The arrangement the woman was presented with doesn't include expectations of physcial intimacy, so she wouldn't be selling herself. They are virtually strangers, meeting only for consideration of the benefits described below.

The man is wheelchair bound, elderly (in 80's with lots of health issues, not expected to live long), and has professional and veteran pensions plus an insurance policy that would set her up with income for life, after he passes. He paid into the policy for years intending for his late wife to receive financial security, but she passed before him. The beneficiary must be a spouse only, so his children aren't eligible, and he doesn't want to waste the money.

The woman (in her 50's) is 30 years younger than he, raised her family as a single mom, has struggled and been single most of her life (first husband deceased before church membership, then sealed briefly to an abuser).
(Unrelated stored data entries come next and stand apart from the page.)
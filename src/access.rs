//! Access gate for cache scopes
//!
//! Two permission levels exist per scope: `Read` and `Write`, where holding
//! `Write` implies `Read`. Every request is checked before the store or
//! lister is touched.

use crate::config::schema::{AccessConfig, AccessMode, TokenConfig};
use crate::error::{CacheError, CacheResult};
use crate::scope::Scope;
use async_trait::async_trait;
use serde::{Deserialize, Serialize};
use std::fmt;
use subtle::ConstantTimeEq;
use tracing::debug;

/// Permission level required for an operation
#[derive(Debug, Clone, Copy, PartialEq, Eq, Serialize, Deserialize)]
#[serde(rename_all = "lowercase")]
pub enum Permission {
    /// Fetch artifacts and browse listings
    Read,
    /// Store artifacts (implies read)
    Write,
}

impl Permission {
    /// Whether holding `self` satisfies a check for `required`
    pub fn implies(self, required: Permission) -> bool {
        match self {
            Self::Write => true,
            Self::Read => required == Self::Read,
        }
    }

    /// Parse from the suffix of a grant string
    pub fn parse(s: &str) -> Option<Self> {
        match s {
            "read" => Some(Self::Read),
            "write" => Some(Self::Write),
            _ => None,
        }
    }
}

impl fmt::Display for Permission {
    fn fmt(&self, f: &mut fmt::Formatter<'_>) -> fmt::Result {
        match self {
            Self::Read => write!(f, "read"),
            Self::Write => write!(f, "write"),
        }
    }
}

/// Identity presented with a request
#[derive(Debug, Clone, Default, PartialEq, Eq)]
pub enum Principal {
    /// No credentials supplied
    #[default]
    Anonymous,
    /// Bearer token from the Authorization header
    Bearer(String),
}

impl Principal {
    /// Extract a principal from an Authorization header value
    pub fn from_authorization(header: Option<&str>) -> Self {
        header
            .and_then(|value| value.trim_start().split_once(' '))
            .filter(|(scheme, _)| scheme.eq_ignore_ascii_case("bearer"))
            .map(|(_, token)| token.trim())
            .filter(|token| !token.is_empty())
            .map(|token| Self::Bearer(token.to_string()))
            .unwrap_or_default()
    }
}

/// Decides whether a principal may read or write a scope
///
/// A denial must be returned before any filesystem access happens.
#[async_trait]
pub trait AccessGate: Send + Sync {
    /// Succeeds if `principal` holds `required` on `scope`
    async fn check_permission(
        &self,
        principal: &Principal,
        scope: &Scope,
        required: Permission,
    ) -> CacheResult<()>;

    /// Human-readable gate name for logs
    fn gate_name(&self) -> &'static str;
}

/// Gate that allows every request
#[derive(Debug, Clone, Copy, Default)]
pub struct OpenGate;

#[async_trait]
impl AccessGate for OpenGate {
    async fn check_permission(
        &self,
        _principal: &Principal,
        _scope: &Scope,
        _required: Permission,
    ) -> CacheResult<()> {
        Ok(())
    }

    fn gate_name(&self) -> &'static str {
        "open"
    }
}

/// A permission identifier held by a token
///
/// `*:read` and `*:write` match every scope.
#[derive(Debug, Clone, PartialEq, Eq)]
enum Grant {
    Any(Permission),
    Exact(String),
}

impl Grant {
    fn parse(s: &str) -> Option<Self> {
        let s = s.trim();
        if let Some(level) = s.strip_prefix("*:") {
            return Permission::parse(level).map(Self::Any);
        }
        let (scope, level) = s.rsplit_once(':')?;
        if scope.is_empty() || level.is_empty() {
            return None;
        }
        Some(Self::Exact(s.to_string()))
    }

    fn covers(&self, scope: &Scope, required: Permission) -> bool {
        match self {
            Self::Any(level) => level.implies(required),
            Self::Exact(id) => {
                id == scope.permission_id(required)
                    || (required == Permission::Read && id == scope.permission_id(Permission::Write))
            }
        }
    }
}

#[derive(Debug, Clone)]
struct TokenEntry {
    name: String,
    token: String,
    grants: Vec<Grant>,
}

/// Gate backed by static bearer tokens from configuration
#[derive(Debug, Clone, Default)]
pub struct TokenGate {
    tokens: Vec<TokenEntry>,
}

impl TokenGate {
    /// Build a gate from configured tokens, rejecting malformed grants
    pub fn from_config(tokens: &[TokenConfig]) -> CacheResult<Self> {
        let mut entries = Vec::with_capacity(tokens.len());
        for cfg in tokens {
            if cfg.token.is_empty() {
                return Err(CacheError::Internal(format!(
                    "access token {} has an empty secret",
                    cfg.name
                )));
            }
            let grants = cfg
                .grants
                .iter()
                .map(|g| {
                    Grant::parse(g).ok_or_else(|| {
                        CacheError::Internal(format!(
                            "access token {}: malformed grant {:?} (expected <permission>:<level> or *:read|write)",
                            cfg.name, g
                        ))
                    })
                })
                .collect::<CacheResult<Vec<_>>>()?;
            entries.push(TokenEntry {
                name: cfg.name.clone(),
                token: cfg.token.clone(),
                grants,
            });
        }
        Ok(Self { tokens: entries })
    }

    fn lookup(&self, presented: &str) -> Option<&TokenEntry> {
        self.tokens
            .iter()
            .find(|entry| bool::from(entry.token.as_bytes().ct_eq(presented.as_bytes())))
    }
}

#[async_trait]
impl AccessGate for TokenGate {
    async fn check_permission(
        &self,
        principal: &Principal,
        scope: &Scope,
        required: Permission,
    ) -> CacheResult<()> {
        let token = match principal {
            Principal::Anonymous => {
                return Err(CacheError::Unauthenticated(scope.name().to_string()))
            }
            Principal::Bearer(token) => token,
        };

        let Some(entry) = self.lookup(token) else {
            debug!("Unknown bearer token for scope {}", scope.name());
            return Err(CacheError::Unauthenticated(scope.name().to_string()));
        };

        if entry.grants.iter().any(|g| g.covers(scope, required)) {
            debug!(
                "Token {} granted {} on {} ({})",
                entry.name,
                required,
                scope.name(),
                scope.permission_id(required)
            );
            Ok(())
        } else {
            Err(CacheError::Unauthorized {
                scope: scope.name().to_string(),
                required,
            })
        }
    }

    fn gate_name(&self) -> &'static str {
        "token"
    }
}

/// Create the gate selected by configuration
pub fn create_gate(config: &AccessConfig) -> CacheResult<Box<dyn AccessGate>> {
    match config.mode {
        AccessMode::Open => Ok(Box::new(OpenGate)),
        AccessMode::Token => Ok(Box::new(TokenGate::from_config(&config.tokens)?)),
    }
}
She triumphed over her own critical health issues, is unable to work because of residual health, and lives on an inadequately low fixed income, unable to afford needed health care.

The insurance requirements states the wife must live with him 6 to 12 months to receive the benefits, unless he passes sooner after entering the [civil] marriage. He'd appreciate help and companionship, and the opportunity to help someone; she'd enjoy serving, being needed, and financial security.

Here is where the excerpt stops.